Objective: To evaluate and compare the prevalence and risk factors for anxiety and depression in adults with β-thalassemia major (TM) and intermedia (TI).

Method: A cross-sectional study of TI and TM patients at a Chronic Care Center in Lebanon. A total of 80 patients agreed to participate (32 TI (median age 24 years) and 48 TM (median age 23 years)). The Beck Depression Inventory (BDI) and State-Trait Anxiety Inventory (STAI) questionnaires were used to assess the depression and anxiety levels of patients, respectively. Data on patient demographics, clinical complications, and socioeconomic status were also collected.

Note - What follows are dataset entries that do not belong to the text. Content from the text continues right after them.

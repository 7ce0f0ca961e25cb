//! Configuration management for sketchmotion
//!
//! This module provides a configuration system that loads settings from
//! environment variables with sensible defaults. Configuration includes
//! provider selection, model name, render quality, renderer location, and
//! timeouts. The loaded struct is passed into component constructors
//! explicitly; there are no ambient mutable globals.
//!
//! # Environment Variables
//!
//! ## SketchMotion Configuration
//! - `SKETCHMOTION_PROVIDER`: Provider selection (ollama|openai|anthropic|gemini|xai|groq) - default: "gemini"
//! - `SKETCHMOTION_MODEL`: Model name - default is provider-specific
//! - `SKETCHMOTION_QUALITY`: Render quality (low|medium|high|ultra) - default: "low";
//!   unrecognized values are a hard error, not a silent fallback
//! - `SKETCHMOTION_RENDERER`: Renderer executable - default: "manim"
//! - `SKETCHMOTION_RENDER_DIR`: Working directory for renders - default: "."
//! - `SKETCHMOTION_RENDER_TIMEOUT`: Render timeout in seconds - default: "120"
//! - `SKETCHMOTION_REQUEST_TIMEOUT`: LLM request timeout in seconds - default: "60"
//! - `SKETCHMOTION_LOG_LEVEL`: Logging level - default: "info"
//!
//! ## Provider Configuration
//! These environment variables are read directly by the genai library:
//! - **Ollama**: `OLLAMA_HOST` (default: http://localhost:11434)
//! - **OpenAI**: `OPENAI_API_KEY` (required)
//! - **Anthropic**: `ANTHROPIC_API_KEY` (required)
//! - **Gemini**: `GOOGLE_API_KEY` (required)
//! - **xAI**: `XAI_API_KEY` (required)
//! - **Groq**: `GROQ_API_KEY` (required)

use crate::llm::{GenAIClient, LlmError};
use crate::render::{Quality, RenderConfig};
use genai::adapter::AdapterKind;
use std::collections::HashMap;
use std::env;
use std::fmt;
use std::path::PathBuf;
use std::sync::Arc;
use std::time::Duration;
use thiserror::Error;

/// Default values for configuration
const DEFAULT_GEMINI_MODEL: &str = "gemini-2.0-flash-001";
const DEFAULT_OLLAMA_MODEL: &str = "qwen2.5-coder:7b";
const DEFAULT_RENDERER: &str = "manim";
const DEFAULT_QUALITY: Quality = Quality::Low;
const DEFAULT_RENDER_TIMEOUT_SECS: u64 = 120;
const DEFAULT_REQUEST_TIMEOUT_SECS: u64 = 60;
const DEFAULT_LOG_LEVEL: &str = "info";

/// Default model for a provider when none is configured
pub fn default_model(provider: AdapterKind) -> String {
    match provider {
        AdapterKind::Gemini => DEFAULT_GEMINI_MODEL.to_string(),
        AdapterKind::Ollama => DEFAULT_OLLAMA_MODEL.to_string(),
        _ => "default-model".to_string(),
    }
}

/// Configuration errors
#[derive(Debug, Error)]
pub enum ConfigError {
    /// Invalid provider name
    #[error("Invalid provider: {0}. Valid options: ollama, openai, anthropic, gemini, xai, groq")]
    InvalidProvider(String),

    /// Invalid quality name
    #[error("{0}")]
    InvalidQuality(String),

    /// Configuration validation failed
    #[error("Configuration validation failed: {0}")]
    ValidationFailed(String),

    /// LLM client initialization failed
    #[error("LLM client initialization failed: {0}")]
    ClientInitError(#[from] LlmError),
}

/// Main configuration structure for sketchmotion
///
/// Construct with [`SketchMotionConfig::from_env`], which reads
/// `SKETCHMOTION_*` environment variables and falls back to defaults for
/// any missing values. Provider credentials are read by genai from its
/// standard environment variables.
#[derive(Debug, Clone)]
pub struct SketchMotionConfig {
    /// LLM provider (from genai)
    pub provider: AdapterKind,

    /// Model name to use for code generation (provider-specific)
    pub model: String,

    /// Render quality for the whole process
    pub quality: Quality,

    /// Renderer executable (name on PATH or absolute path)
    pub renderer: PathBuf,

    /// Working directory for renders; media output lands beneath it
    pub render_dir: PathBuf,

    /// Render timeout in seconds
    pub render_timeout_secs: u64,

    /// LLM request timeout in seconds
    pub request_timeout_secs: u64,

    /// Logging level (trace, debug, info, warn, error)
    pub log_level: String,
}

impl SketchMotionConfig {
    /// Loads configuration from environment variables with defaults
    ///
    /// Unrecognized provider or quality names are hard errors: a typo in
    /// `SKETCHMOTION_QUALITY` would otherwise silently change which output
    /// folder the runner looks in.
    pub fn from_env() -> Result<Self, ConfigError> {
        let provider = match env::var("SKETCHMOTION_PROVIDER") {
            Ok(s) => AdapterKind::from_lower_str(&s.to_lowercase())
                .ok_or_else(|| ConfigError::InvalidProvider(s.clone()))?,
            Err(_) => AdapterKind::Gemini,
        };

        let model = env::var("SKETCHMOTION_MODEL")
            .ok()
            .unwrap_or_else(|| default_model(provider));

        let quality = match env::var("SKETCHMOTION_QUALITY") {
            Ok(s) => s.parse::<Quality>().map_err(ConfigError::InvalidQuality)?,
            Err(_) => DEFAULT_QUALITY,
        };

        let renderer = env::var("SKETCHMOTION_RENDERER")
            .map(PathBuf::from)
            .unwrap_or_else(|_| PathBuf::from(DEFAULT_RENDERER));

        let render_dir = env::var("SKETCHMOTION_RENDER_DIR")
            .map(PathBuf::from)
            .unwrap_or_else(|_| PathBuf::from("."));

        let render_timeout_secs = env::var("SKETCHMOTION_RENDER_TIMEOUT")
            .ok()
            .and_then(|v| v.parse::<u64>().ok())
            .unwrap_or(DEFAULT_RENDER_TIMEOUT_SECS);

        let request_timeout_secs = env::var("SKETCHMOTION_REQUEST_TIMEOUT")
            .ok()
            .and_then(|v| v.parse::<u64>().ok())
            .unwrap_or(DEFAULT_REQUEST_TIMEOUT_SECS);

        let log_level = env::var("SKETCHMOTION_LOG_LEVEL")
            .unwrap_or_else(|_| DEFAULT_LOG_LEVEL.to_string())
            .to_lowercase();

        Ok(Self {
            provider,
            model,
            quality,
            renderer,
            render_dir,
            render_timeout_secs,
            request_timeout_secs,
            log_level,
        })
    }

    /// Validates the configuration
    ///
    /// Checks that numeric values are in valid ranges and the log level is
    /// valid. Provider-specific validation (API keys, endpoints) is handled
    /// by genai when the client is initialized.
    pub fn validate(&self) -> Result<(), ConfigError> {
        if self.render_timeout_secs == 0 {
            return Err(ConfigError::ValidationFailed(
                "Render timeout must be at least 1 second".to_string(),
            ));
        }
        if self.render_timeout_secs > 3600 {
            return Err(ConfigError::ValidationFailed(
                "Render timeout cannot exceed 1 hour".to_string(),
            ));
        }

        if self.request_timeout_secs == 0 {
            return Err(ConfigError::ValidationFailed(
                "Request timeout must be at least 1 second".to_string(),
            ));
        }
        if self.request_timeout_secs > 600 {
            return Err(ConfigError::ValidationFailed(
                "Request timeout cannot exceed 10 minutes".to_string(),
            ));
        }

        if self.renderer.as_os_str().is_empty() {
            return Err(ConfigError::ValidationFailed(
                "Renderer executable cannot be empty".to_string(),
            ));
        }

        match self.log_level.as_str() {
            "trace" | "debug" | "info" | "warn" | "error" => {}
            _ => {
                return Err(ConfigError::ValidationFailed(format!(
                    "Invalid log level: {}. Valid options: trace, debug, info, warn, error",
                    self.log_level
                )))
            }
        }

        Ok(())
    }

    /// Creates an LLM client based on the configured provider
    pub fn create_client(&self) -> Result<Arc<GenAIClient>, ConfigError> {
        let timeout = Duration::from_secs(self.request_timeout_secs);
        let client = GenAIClient::new(self.provider, self.model.clone(), timeout)?;
        Ok(Arc::new(client))
    }

    /// Renderer invocation settings derived from this configuration
    pub fn render_config(&self) -> RenderConfig {
        RenderConfig {
            program: self.renderer.clone(),
            work_dir: self.render_dir.clone(),
            quality: self.quality,
            timeout: Duration::from_secs(self.render_timeout_secs),
        }
    }

    /// Converts configuration to a display map for output formatting
    pub fn to_display_map(&self) -> HashMap<String, String> {
        let mut map = HashMap::new();

        map.insert("provider".to_string(), self.provider.as_str().to_string());
        map.insert("model".to_string(), self.model.clone());
        map.insert("quality".to_string(), self.quality.to_string());
        map.insert(
            "renderer".to_string(),
            self.renderer.display().to_string(),
        );
        map.insert(
            "render_dir".to_string(),
            self.render_dir.display().to_string(),
        );
        map.insert(
            "render_timeout_secs".to_string(),
            self.render_timeout_secs.to_string(),
        );
        map.insert(
            "request_timeout_secs".to_string(),
            self.request_timeout_secs.to_string(),
        );
        map.insert("log_level".to_string(), self.log_level.clone());

        map
    }
}

impl fmt::Display for SketchMotionConfig {
    fn fmt(&self, f: &mut fmt::Formatter<'_>) -> fmt::Result {
        writeln!(f, "SketchMotion Configuration:")?;
        writeln!(f, "  Provider: {}", self.provider.as_str())?;
        writeln!(f, "  Model: {}", self.model)?;
        writeln!(f, "  Quality: {}", self.quality)?;
        writeln!(f, "  Renderer: {}", self.renderer.display())?;
        writeln!(f, "  Render Dir: {}", self.render_dir.display())?;
        writeln!(f, "  Render Timeout: {}s", self.render_timeout_secs)?;
        writeln!(f, "  Request Timeout: {}s", self.request_timeout_secs)?;
        writeln!(f, "  Log Level: {}", self.log_level)?;
        Ok(())
    }
}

Results: Patients with TM had a significantly longer median duration with a known thalassemia diagnosis than patients with TI (p < 0.001). A considerable proportion of patients had depression (35.0%), State (S)-anxiety (22.5%) or Trait (T)-anxiety (36.2%). Patients with TI had a higher median S-anxiety score compared with TM (p = 0.035), although the median T-anxiety and depression scores were similar. On linear regression analysis, the significant association between the thalassemia diagnosis (TM versus TI) and S-anxiety score (beta: 5.740; 95% CI: 0.201 to 11.278; p = 0.042) was no longer observed upon adjustment for the co-variate duration with a known thalassemia diagnosis (beta: 3.162; 95% CI: −2.949 to 9.274; p = 0.306).

Conclusions: A considerable proportion of adult patients with TM and TI show evidence of depression and anxiety. Patients with TI are more liable to state anxiety than TM patients of a similar age, which is attributed to a shorter duration of living with a thalassemia diagnosis.